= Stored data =
* * *

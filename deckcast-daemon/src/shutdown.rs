//! Signal handling for graceful shutdown.

use tokio::signal::unix::{SignalKind, signal};
use tokio::sync::watch;

/// Creates a future that completes when a shutdown signal is received.
///
/// Listens for SIGTERM and SIGINT (Ctrl+C).
pub async fn shutdown_signal() {
    let mut sigterm = signal(SignalKind::terminate()).expect("failed to install SIGTERM handler");
    let mut sigint = signal(SignalKind::interrupt()).expect("failed to install SIGINT handler");

    tokio::select! {
        _ = sigterm.recv() => {
            tracing::info!("Received SIGTERM, initiating graceful shutdown");
        }
        _ = sigint.recv() => {
            tracing::info!("Received SIGINT, initiating graceful shutdown");
        }
    }
}

/// Spawns a task that flips `shutdown_tx` to `true` on the first signal.
pub fn spawn_shutdown_handler(shutdown_tx: watch::Sender<bool>) {
    tokio::spawn(async move {
        shutdown_signal().await;
        let _ = shutdown_tx.send(true);
    });
}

* * *

The records above must be set down again exactly as written.

filename deckcast-daemon/src/shutdown.rs
//! Signal handling for graceful shutdown.

use tokio::signal::unix::{SignalKind, signal};
use tokio::sync::watch;

/// Creates a future that completes when a shutdown signal is received.
///
/// Listens for SIGTERM and SIGINT (Ctrl+C).
pub async fn shutdown_signal() {
    let mut sigterm = signal(SignalKind::terminate()).expect("failed to install SIGTERM handler");
    let mut sigint = signal(SignalKind::interrupt()).expect("failed to install SIGINT handler");

    tokio::select! {
        _ = sigterm.recv() => {
            tracing::info!("Received SIGTERM, initiating graceful shutdown");
        }
        _ = sigint.recv() => {
            tracing::info!("Received SIGINT, initiating graceful shutdown");
        }
    }
}

/// Spawns a task that flips `shutdown_tx` to `true` on the first signal.
pub fn spawn_shutdown_handler(shutdown_tx: watch::Sender<bool>) {
    tokio::spawn(async move {
        shutdown_signal().await;
        let _ = shutdown_tx.send(true);
    });
}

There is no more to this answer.